──────── Material for this task ────────

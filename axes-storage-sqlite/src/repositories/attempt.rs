//! SQLite implementation of the access attempt repository.

use async_trait::async_trait;
use axes_core::{
    AccessAttempt, AccessQuery, Error, NewAccessAttempt, NewAccessRecord,
    error::{ValidationError, utilities::DatabaseResultExt},
    repositories::AccessAttemptRepository,
    validation::validate_access_record,
};
use chrono::{DateTime, Utc};
use sqlx::{QueryBuilder, Sqlite, SqlitePool};

use super::{
    ceil_timestamp, map_insert_err, push_filters, push_order_and_limit, to_datetime,
    to_ip_address,
};

const COLUMNS: &str = "id, user_agent, ip_address, username, trusted, http_accept, path_info, \
                       attempt_time, get_data, post_data, failures_since_start";

/// SQLite repository for access attempts.
pub struct SqliteAccessAttemptRepository {
    pool: SqlitePool,
}

impl SqliteAccessAttemptRepository {
    pub fn new(pool: SqlitePool) -> Self {
        Self { pool }
    }
}

/// Internal struct for query results
#[derive(Debug, sqlx::FromRow)]
struct SqliteAccessAttempt {
    id: i64,
    user_agent: String,
    ip_address: Option<String>,
    username: Option<String>,
    trusted: bool,
    http_accept: String,
    path_info: String,
    attempt_time: i64,
    get_data: String,
    post_data: String,
    failures_since_start: i64,
}

impl TryFrom<SqliteAccessAttempt> for AccessAttempt {
    type Error = Error;

    fn try_from(row: SqliteAccessAttempt) -> Result<Self, Self::Error> {
        let failures_since_start = u32::try_from(row.failures_since_start).map_err(|_| {
            ValidationError::InvalidField(format!(
                "failures_since_start out of range: {}",
                row.failures_since_start
            ))
        })?;

        let access = NewAccessRecord {
            user_agent: row.user_agent,
            ip_address: to_ip_address(row.ip_address)?,
            username: row.username,
            trusted: row.trusted,
            http_accept: row.http_accept,
            path_info: row.path_info,
        };

        Ok(NewAccessAttempt {
            access,
            get_data: row.get_data,
            post_data: row.post_data,
            failures_since_start,
        }
        .into_attempt(row.id, to_datetime(row.attempt_time)?))
    }
}

#[async_trait]
impl AccessAttemptRepository for SqliteAccessAttemptRepository {
    async fn create(&self, attempt: NewAccessAttempt) -> Result<AccessAttempt, Error> {
        validate_access_record(&attempt.access)?;

        let now = Utc::now().timestamp();

        let row = sqlx::query_as::<_, SqliteAccessAttempt>(&format!(
            r#"
            INSERT INTO axes_accessattempt
                (user_agent, ip_address, username, trusted, http_accept, path_info,
                 attempt_time, get_data, post_data, failures_since_start)
            VALUES (?, ?, ?, ?, ?, ?, ?, ?, ?, ?)
            RETURNING {COLUMNS}
            "#
        ))
        .bind(&attempt.access.user_agent)
        .bind(attempt.access.ip_address.map(|ip| ip.to_string()))
        .bind(&attempt.access.username)
        .bind(attempt.access.trusted)
        .bind(&attempt.access.http_accept)
        .bind(&attempt.access.path_info)
        .bind(now)
        .bind(&attempt.get_data)
        .bind(&attempt.post_data)
        .bind(i64::from(attempt.failures_since_start))
        .fetch_one(&self.pool)
        .await
        .map_err(|e| map_insert_err(e, "Failed to record access attempt"))?;

        row.try_into()
    }

    async fn get(&self, id: i64) -> Result<Option<AccessAttempt>, Error> {
        let row = sqlx::query_as::<_, SqliteAccessAttempt>(&format!(
            "SELECT {COLUMNS} FROM axes_accessattempt WHERE id = ?"
        ))
        .bind(id)
        .fetch_optional(&self.pool)
        .await
        .map_db_err_with_context("Failed to get access attempt")?;

        row.map(AccessAttempt::try_from).transpose()
    }

    async fn list(&self, query: &AccessQuery) -> Result<Vec<AccessAttempt>, Error> {
        let mut builder: QueryBuilder<'_, Sqlite> =
            QueryBuilder::new(format!("SELECT {COLUMNS} FROM axes_accessattempt"));
        push_filters(&mut builder, query);
        push_order_and_limit(&mut builder, query);

        let rows = builder
            .build_query_as::<SqliteAccessAttempt>()
            .fetch_all(&self.pool)
            .await
            .map_db_err_with_context("Failed to list access attempts")?;

        rows.into_iter().map(AccessAttempt::try_from).collect()
    }

    async fn count(&self, query: &AccessQuery) -> Result<u64, Error> {
        let mut builder: QueryBuilder<'_, Sqlite> =
            QueryBuilder::new("SELECT COUNT(*) FROM axes_accessattempt");
        push_filters(&mut builder, query);

        let count: i64 = builder
            .build_query_scalar::<i64>()
            .fetch_one(&self.pool)
            .await
            .map_db_err_with_context("Failed to count access attempts")?;

        Ok(count as u64)
    }

    async fn delete_before(&self, before: DateTime<Utc>) -> Result<u64, Error> {
        let result = sqlx::query("DELETE FROM axes_accessattempt WHERE attempt_time < ?")
            .bind(ceil_timestamp(before))
            .execute(&self.pool)
            .await
            .map_db_err_with_context("Failed to clean up access attempts")?;

        Ok(result.rows_affected())
    }

    async fn delete_matching(&self, query: &AccessQuery) -> Result<u64, Error> {
        let mut builder: QueryBuilder<'_, Sqlite> =
            QueryBuilder::new("DELETE FROM axes_accessattempt");
        push_filters(&mut builder, query);

        let result = builder
            .build()
            .execute(&self.pool)
            .await
            .map_db_err_with_context("Failed to reset access attempts")?;

        Ok(result.rows_affected())
    }
}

────────

* [Exercise goal]:
Would you copy each line of the records that contains "ValidationError"?

* [Exercise response]:
    error::{ValidationError, utilities::DatabaseResultExt},
            ValidationError::InvalidField(format!(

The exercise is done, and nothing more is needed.